REPUBLIKA.CO.ID,
Oleh Djoko Suceno
Menjadi narapidana di Lembaga Pemasyarakatan Sukamiskin, Bandung, tidak membuat Andri Rahmat menderita. Tahanan pendamping narapidana kasus korupsi Bakamla, Fahmi Darmawansyah, itu malah mendapatkan keuntungan yang berlipat ganda.
Di dalam lapas yang menampung narapidana tindak pidana korupsi (tipikor) itu, Andri bisa menjalankan bisnis yang menggiurkan, yaitu renovasi kamar sel. "Semua renovasi kamar melalui saya," kata Andri di Pengadilan Tipikor Kota Bandung, Rabu (12/12).
Andri dihadirkan sebagai saksi dalam sidang perdana Fahmi Darmawansyah, terdakwa suap terhadap mantan kepala Lapas Sukamiskin, Wahid Husein. Andri merupakan narapidana kasus pembunuhan dengan hukuman 17 tahun penjara.
Saat Fahmi masuk lapas itu pada 2017 lalu, ia kemudian menjadi tahanan pendamping sekaligus asisten pribadi Fahmi. Di posisi itu, Andri mendapatkan gaji Rp 1,5 juta.
Andri mengungkapkan, jasa renovasi dibanderol Rp 100 juta per kamar. Renovasi itu dari mulai perbaikan tembok rapuh, mengantisipasi kebocoran di dalam kamar, hingga penambahan fasilitas lain.
Mendengar keterangan Andri, jaksa penunutut umum (JPU) Komisi Pemberantasan Korupsi (KPK) mencoba menggali lebih jauh. Menurut jaksa, Rp 100 juta merupakan nominal besar, sementara yang direnovasi hanya kamar kecil. JPU menganggap itu tidak masuk akal.
Menurut dia, anggaran itu besar karena akan dibagi-bagi. Renovasi keramik hingga perbaikan tembok, kata dia, hanya menelan biaya Rp 35 juta. Kemudian, Rp 25 juta akan diberikan kepada Kepala Pengamanan Lapas (KPLP) Sukamiskin. Sisa Rp 40 juta masuk ke kantong Andri.

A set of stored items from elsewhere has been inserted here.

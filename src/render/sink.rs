//! Output sinks.
//!
//! [`OutputSink`] is the one capability every destination offers: byte and
//! formatted writes, absolute seeks, position and length queries, and
//! flushing. Each backing store is an independent implementation picked by
//! the caller.
//!
//! Length is the high-water mark of bytes written, so seeking backwards and
//! overwriting never shrinks it.

use std::fmt;
use std::fs::File;
use std::io::{BufWriter, Seek, SeekFrom, Write};
use std::path::Path;

use crate::error::{Error, Result};

/// A byte destination for rendered output.
pub trait OutputSink {
    /// Write raw bytes at the current position.
    fn write(&mut self, data: &[u8]) -> Result<()>;

    /// Write formatted text at the current position.
    fn write_formatted(&mut self, args: fmt::Arguments<'_>) -> Result<()> {
        match args.as_str() {
            Some(s) => self.write(s.as_bytes()),
            None => self.write(fmt::format(args).as_bytes()),
        }
    }

    /// Move to an absolute offset from the start.
    fn seek(&mut self, offset: usize) -> Result<()>;

    /// Current offset from the start.
    fn tell(&self) -> usize;

    /// Number of bytes written (high-water mark).
    fn len(&self) -> usize;

    fn is_empty(&self) -> bool {
        self.len() == 0
    }

    /// Push buffered data to the backing store.
    fn flush(&mut self) -> Result<()> {
        Ok(())
    }
}

/// Writes nothing, only counts.
#[derive(Debug, Clone, Default)]
pub struct NullSink {
    position: usize,
    length: usize,
}

impl NullSink {
    pub fn new() -> Self {
        Self::default()
    }
}

/// Position after writing `len` bytes at `position`.
fn write_end(position: usize, len: usize) -> Result<usize> {
    position
        .checked_add(len)
        .ok_or_else(|| {
            Error::Sink(format!(
                "write of {} bytes at offset {} overflows",
                len, position
            ))
        })
}

impl OutputSink for NullSink {
    fn write(&mut self, data: &[u8]) -> Result<()> {
        self.position = write_end(self.position, data.len())?;
        self.length = self.length.max(self.position);
        Ok(())
    }

    fn seek(&mut self, offset: usize) -> Result<()> {
        self.position = offset;
        Ok(())
    }

    fn tell(&self) -> usize {
        self.position
    }

    fn len(&self) -> usize {
        self.length
    }
}

/// Buffered file output.
#[derive(Debug)]
pub struct FileSink {
    file: BufWriter<File>,
    position: usize,
    length: usize,
}

impl FileSink {
    /// Create (or truncate) the file at `path`.
    pub fn create<P: AsRef<Path>>(path: P) -> Result<Self> {
        Ok(Self {
            file: BufWriter::new(File::create(path)?),
            position: 0,
            length: 0,
        })
    }
}

impl OutputSink for FileSink {
    fn write(&mut self, data: &[u8]) -> Result<()> {
        let end = write_end(self.position, data.len())?;
        self.file.write_all(data)?;
        self.position = end;
        self.length = self.length.max(self.position);
        Ok(())
    }

    fn seek(&mut self, offset: usize) -> Result<()> {
        self.file.seek(SeekFrom::Start(offset as u64))?;
        self.position = offset;
        Ok(())
    }

    fn tell(&self) -> usize {
        self.position
    }

    fn len(&self) -> usize {
        self.length
    }

    fn flush(&mut self) -> Result<()> {
        self.file.flush()?;
        Ok(())
    }
}

/// Writes into a caller-owned, fixed-size buffer.
#[derive(Debug)]
pub struct SliceSink<'a> {
    buf: &'a mut [u8],
    position: usize,
    length: usize,
}

impl<'a> SliceSink<'a> {
    pub fn new(buf: &'a mut [u8]) -> Self {
        Self {
            buf,
            position: 0,
            length: 0,
        }
    }

    pub fn capacity(&self) -> usize {
        self.buf.len()
    }

    /// The bytes written so far.
    pub fn written(&self) -> &[u8] {
        &self.buf[..self.length]
    }
}

impl OutputSink for SliceSink<'_> {
    fn write(&mut self, data: &[u8]) -> Result<()> {
        let end = write_end(self.position, data.len())?;
        if end > self.buf.len() {
            return Err(Error::Sink(format!(
                "buffer overflow: {} bytes at offset {} exceed capacity {}",
                data.len(),
                self.position,
                self.buf.len()
            )));
        }
        self.buf[self.position..end].copy_from_slice(data);
        self.position = end;
        self.length = self.length.max(end);
        Ok(())
    }

    fn seek(&mut self, offset: usize) -> Result<()> {
        if offset > self.buf.len() {
            return Err(Error::Sink(format!(
                "seek to {} beyond capacity {}",
                offset,
                self.buf.len()
            )));
        }
        self.position = offset;
        Ok(())
    }

    fn tell(&self) -> usize {
        self.position
    }

    fn len(&self) -> usize {
        self.length
    }
}

/// Growable in-memory output.
///
/// Seeking past the end is allowed; the gap is zero-filled on the next write.
#[derive(Debug, Clone, Default)]
pub struct VecSink {
    buf: Vec<u8>,
    position: usize,
}

impl VecSink {
    pub fn new() -> Self {
        Self::default()
    }

    pub fn as_bytes(&self) -> &[u8] {
        &self.buf
    }

    pub fn into_inner(self) -> Vec<u8> {
        self.buf
    }
}

impl OutputSink for VecSink {
    fn write(&mut self, data: &[u8]) -> Result<()> {
        let end = write_end(self.position, data.len())?;
        if end > self.buf.len() {
            self.buf
                .try_reserve(end - self.buf.len())
                .map_err(|e| Error::Sink(format!("cannot grow buffer to {} bytes: {}", end, e)))?;
            self.buf.resize(end, 0);
        }
        self.buf[self.position..end].copy_from_slice(data);
        self.position = end;
        Ok(())
    }

    fn seek(&mut self, offset: usize) -> Result<()> {
        self.position = offset;
        Ok(())
    }

    fn tell(&self) -> usize {
        self.position
    }

    fn len(&self) -> usize {
        self.buf.len()
    }
}

/// Forwards to any [`Write`] (stdout, sockets, ...). Append-only.
pub struct StreamSink<W: Write> {
    inner: W,
    position: usize,
}

impl<W: Write> StreamSink<W> {
    pub fn new(inner: W) -> Self {
        Self { inner, position: 0 }
    }

    pub fn into_inner(self) -> W {
        self.inner
    }
}

impl<W: Write> OutputSink for StreamSink<W> {
    fn write(&mut self, data: &[u8]) -> Result<()> {
        let end = write_end(self.position, data.len())?;
        self.inner.write_all(data)?;
        self.position = end;
        Ok(())
    }

    fn seek(&mut self, offset: usize) -> Result<()> {
        if offset == self.position {
            return Ok(());
        }
        Err(Error::Sink("stream sinks cannot seek".to_string()))
    }

    fn tell(&self) -> usize {
        self.position
    }

    fn len(&self) -> usize {
        self.position
    }

    fn flush(&mut self) -> Result<()> {
        self.inner.flush()?;
        Ok(())
    }
}

#[cfg(test)]
mod tests {
    use super::*;

    #[test]
    fn test_null_sink_counts() {
        let mut sink = NullSink::new();
        sink.write(b"hello").unwrap();
        sink.write_formatted(format_args!("{}-{}", 1, 2)).unwrap();
        assert_eq!(sink.tell(), 8);
        sink.seek(2).unwrap();
        sink.write(b"x").unwrap();
        assert_eq!(sink.len(), 8);
        assert_eq!(sink.tell(), 3);
    }

    #[test]
    fn test_slice_sink_overflow() {
        let mut buf = [0u8; 4];
        let mut sink = SliceSink::new(&mut buf);
        sink.write(b"abc").unwrap();
        assert!(matches!(sink.write(b"de"), Err(Error::Sink(_))));
        assert_eq!(sink.written(), b"abc");
        assert!(sink.seek(5).is_err());
        sink.seek(1).unwrap();
        sink.write(b"Z").unwrap();
        assert_eq!(sink.written(), b"aZc");
    }

    #[test]
    fn test_vec_sink_overwrite_and_gap() {
        let mut sink = VecSink::new();
        sink.write(b"hello").unwrap();
        sink.seek(0).unwrap();
        sink.write(b"J").unwrap();
        assert_eq!(sink.as_bytes(), b"Jello");

        sink.seek(7).unwrap();
        sink.write(b"!").unwrap();
        assert_eq!(sink.into_inner(), b"Jello\0\0!".to_vec());
    }

    #[test]
    fn test_vec_sink_rejects_unaddressable_writes() {
        let mut sink = VecSink::new();
        sink.write(b"ok").unwrap();

        sink.seek(usize::MAX).unwrap();
        assert!(matches!(sink.write(b"x"), Err(Error::Sink(_))));

        sink.seek(usize::MAX - 1).unwrap();
        assert!(matches!(sink.write(b"x"), Err(Error::Sink(_))));

        assert_eq!(sink.as_bytes(), b"ok");
        assert_eq!(sink.tell(), usize::MAX - 1);
    }

    #[test]
    fn test_null_sink_rejects_overflowing_write() {
        let mut sink = NullSink::new();
        sink.seek(usize::MAX).unwrap();
        assert!(matches!(sink.write(b"x"), Err(Error::Sink(_))));
        assert_eq!(sink.len(), 0);
    }

    #[test]
    fn test_stream_sink_is_append_only() {
        let mut sink = StreamSink::new(Vec::new());
        sink.write(b"ab").unwrap();
        assert!(sink.seek(2).is_ok());
        assert!(matches!(sink.seek(0), Err(Error::Sink(_))));
        sink.flush().unwrap();
        assert_eq!(sink.into_inner(), b"ab".to_vec());
    }
}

Andri pun mengungkap peran Fahmi dalam bisnis tersebut. Menurut dia, Fahmi menjadi pengelola keuangan dari para napi yang belum percaya uang untuk renovasi dipegang Andri.
Selain itu, Fahmi juga menjadi perantara renovasi antara Andri dan napi yang ingin renovasi. Setelah uang terkumpul, ada pembagian hasil antara Andri dan Fahmi. Namun, ia tidak menjelaskan secara terperinci terkait pembagian uang tersebut.
"Bayar sama saya itu belum percaya. Terus tahu Fahmi karena saya tamping (tahanan pendamping) Fahmi, jadi orang mau bayar bangunan renovasi ke Fahmi. Garis besarnya orang belum percaya kasih uang ke saya, jadi lapor ke Fahmi," katanya.
Andri juga mengatakan, fasilitas mewah bagi sejumlah narapidana bukan hanya ketika Wahid Husein menjabat sebagai kepala lapas. Menurut dia, beberapa narapidana kasus tipikor sudah lama mem bangun fasilitas mewah itu. Kebiasaan itulah yang kemudian menjadi ladang jual beli.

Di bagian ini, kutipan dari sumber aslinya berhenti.